### TASK DETAILS:
Please repeat each entry. Match every word exactly.
§
// REST API client
//
// Thin wrapper over `reqwest::Client` for the handful of REST endpoints the
// WebSocket API does not cover well: the liveness check and the instance
// configuration. Everything stateful goes through the WebSocket session.

use secrecy::SecretString;
use serde::Deserialize;
use serde::de::DeserializeOwned;
use tracing::debug;
use url::Url;

use crate::error::Error;
use crate::transport::TransportConfig;

/// Response body of `GET /api/`.
#[derive(Debug, Clone, Deserialize)]
pub struct ApiStatus {
    pub message: String,
}

/// Subset of `GET /api/config` used for diagnostics.
#[derive(Debug, Clone, Deserialize)]
pub struct InstanceConfig {
    pub version: String,
    #[serde(default)]
    pub location_name: String,
    #[serde(default)]
    pub time_zone: String,
    #[serde(default)]
    pub state: Option<String>,
    #[serde(default)]
    pub components: Vec<String>,
    #[serde(default)]
    pub unit_system: serde_json::Map<String, serde_json::Value>,
}

/// HTTP client for the Home Assistant REST API.
pub struct RestClient {
    http: reqwest::Client,
    base_url: Url,
}

impl RestClient {
    /// `base_url` is the instance root, e.g. `http://homeassistant.local:8123`.
    pub fn new(
        base_url: Url,
        token: &SecretString,
        transport: &TransportConfig,
    ) -> Result<Self, Error> {
        let http = transport.build_client(token)?;
        Ok(Self::with_client(http, base_url))
    }

    /// Use a pre-built client (must already carry the bearer header).
    pub fn with_client(http: reqwest::Client, mut base_url: Url) -> Self {
        if !base_url.path().ends_with('/') {
            let path = format!("{}/", base_url.path());
            base_url.set_path(&path);
        }
        Self { http, base_url }
    }

    pub fn base_url(&self) -> &Url {
        &self.base_url
    }

    /// `GET /api/`: succeeds with `"API running."` when the token is valid.
    pub async fn check(&self) -> Result<ApiStatus, Error> {
        self.get("api/").await
    }

    /// `GET /api/config`.
    pub async fn config(&self) -> Result<InstanceConfig, Error> {
        self.get("api/config").await
    }

    // ── Request helpers ──────────────────────────────────────────────

    async fn get<T: DeserializeOwned>(&self, path: &str) -> Result<T, Error> {
        let url = self.base_url.join(path)?;
        debug!("GET {}", url);

        let resp = self.http.get(url).send().await.map_err(Error::Transport)?;

        parse_response(resp).await
    }
}

async fn parse_response<T: DeserializeOwned>(resp: reqwest::Response) -> Result<T, Error> {
    let status = resp.status();

    if status == reqwest::StatusCode::UNAUTHORIZED {
        return Err(Error::InvalidToken);
    }

    let body = resp.text().await.map_err(Error::Transport)?;

    if !status.is_success() {
        return Err(Error::Api {
            status: status.as_u16(),
            message: error_message(&body),
        });
    }

    serde_json::from_str(&body).map_err(|e| Error::Deserialization {
        message: e.to_string(),
        body,
    })
}

/// Home Assistant errors are usually `{"message": "..."}`; fall back to
/// the raw body.
fn error_message(body: &str) -> String {
    serde_json::from_str::<ApiStatus>(body).map_or_else(|_| body.trim().to_owned(), |s| s.message)
}

#[cfg(test)]
#[allow(clippy::unwrap_used)]
mod tests {
    use super::*;

    #[test]
    fn base_url_gets_trailing_slash() {
        let client = RestClient::with_client(
            reqwest::Client::new(),
            Url::parse("http://ha.local:8123/proxy").unwrap(),
        );
        assert_eq!(client.base_url().as_str(), "http://ha.local:8123/proxy/");
    }

    #[test]
    fn error_message_prefers_json_message() {
        assert_eq!(error_message(r#"{"message": "Entity not found."}"#), "Entity not found.");
        assert_eq!(error_message("502 Bad Gateway\n"), "502 Bad Gateway");
    }
}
§
### SOLUTION BELOW:
// REST API client
//
// Thin wrapper over `reqwest::Client` for the handful of REST endpoints the
// WebSocket API does not cover well: the liveness check and the instance
// configuration. Everything stateful goes through the WebSocket session.

use secrecy::SecretString;
use serde::Deserialize;
use serde::de::DeserializeOwned;
use tracing::debug;
use url::Url;

use crate::error::Error;
use crate::transport::TransportConfig;

/// Response body of `GET /api/`.
#[derive(Debug, Clone, Deserialize)]
pub struct ApiStatus {
    pub message: String,
}

/// Subset of `GET /api/config` used for diagnostics.
#[derive(Debug, Clone, Deserialize)]
pub struct InstanceConfig {
    pub version: String,
    #[serde(default)]
    pub location_name: String,
    #[serde(default)]
    pub time_zone: String,
    #[serde(default)]
    pub state: Option<String>,
    #[serde(default)]
    pub components: Vec<String>,
    #[serde(default)]
    pub unit_system: serde_json::Map<String, serde_json::Value>,
}

/// HTTP client for the Home Assistant REST API.
pub struct RestClient {
    http: reqwest::Client,
    base_url: Url,
}

impl RestClient {
    /// `base_url` is the instance root, e.g. `http://homeassistant.local:8123`.
    pub fn new(
        base_url: Url,
        token: &SecretString,
        transport: &TransportConfig,
    ) -> Result<Self, Error> {
        let http = transport.build_client(token)?;
        Ok(Self::with_client(http, base_url))
    }

    /// Use a pre-built client (must already carry the bearer header).
    pub fn with_client(http: reqwest::Client, mut base_url: Url) -> Self {
        if !base_url.path().ends_with('/') {
            let path = format!("{}/", base_url.path());
            base_url.set_path(&path);
        }
        Self { http, base_url }
    }

    pub fn base_url(&self) -> &Url {
        &self.base_url
    }

    /// `GET /api/`: succeeds with `"API running."` when the token is valid.
    pub async fn check(&self) -> Result<ApiStatus, Error> {
        self.get("api/").await
    }

    /// `GET /api/config`.
    pub async fn config(&self) -> Result<InstanceConfig, Error> {
        self.get("api/config").await
    }

    // ── Request helpers ──────────────────────────────────────────────

    async fn get<T: DeserializeOwned>(&self, path: &str) -> Result<T, Error> {
        let url = self.base_url.join(path)?;
        debug!("GET {}", url);

        let resp = self.http.get(url).send().await.map_err(Error::Transport)?;

        parse_response(resp).await
    }
}

async fn parse_response<T: DeserializeOwned>(resp: reqwest::Response) -> Result<T, Error> {
    let status = resp.status();

    if status == reqwest::StatusCode::UNAUTHORIZED {
        return Err(Error::InvalidToken);
    }

    let body = resp.text().await.map_err(Error::Transport)?;

    if !status.is_success() {
        return Err(Error::Api {
            status: status.as_u16(),
            message: error_message(&body),
        });
    }

    serde_json::from_str(&body).map_err(|e| Error::Deserialization {
        message: e.to_string(),
        body,
    })
}

/// Home Assistant errors are usually `{"message": "..."}`; fall back to
/// the raw body.
fn error_message(body: &str) -> String {
    serde_json::from_str::<ApiStatus>(body).map_or_else(|_| body.trim().to_owned(), |s| s.message)
}

#[cfg(test)]
#[allow(clippy::unwrap_used)]
mod tests {
    use super::*;

    #[test]
    fn base_url_gets_trailing_slash() {
        let client = RestClient::with_client(
            reqwest::Client::new(),
            Url::parse("http://ha.local:8123/proxy").unwrap(),
        );
        assert_eq!(client.base_url().as_str(), "http://ha.local:8123/proxy/");
    }

    #[test]
    fn error_message_prefers_json_message() {
        assert_eq!(error_message(r#"{"message": "Entity not found."}"#), "Entity not found.");
        assert_eq!(error_message("502 Bad Gateway\n"), "502 Bad Gateway");
    }
}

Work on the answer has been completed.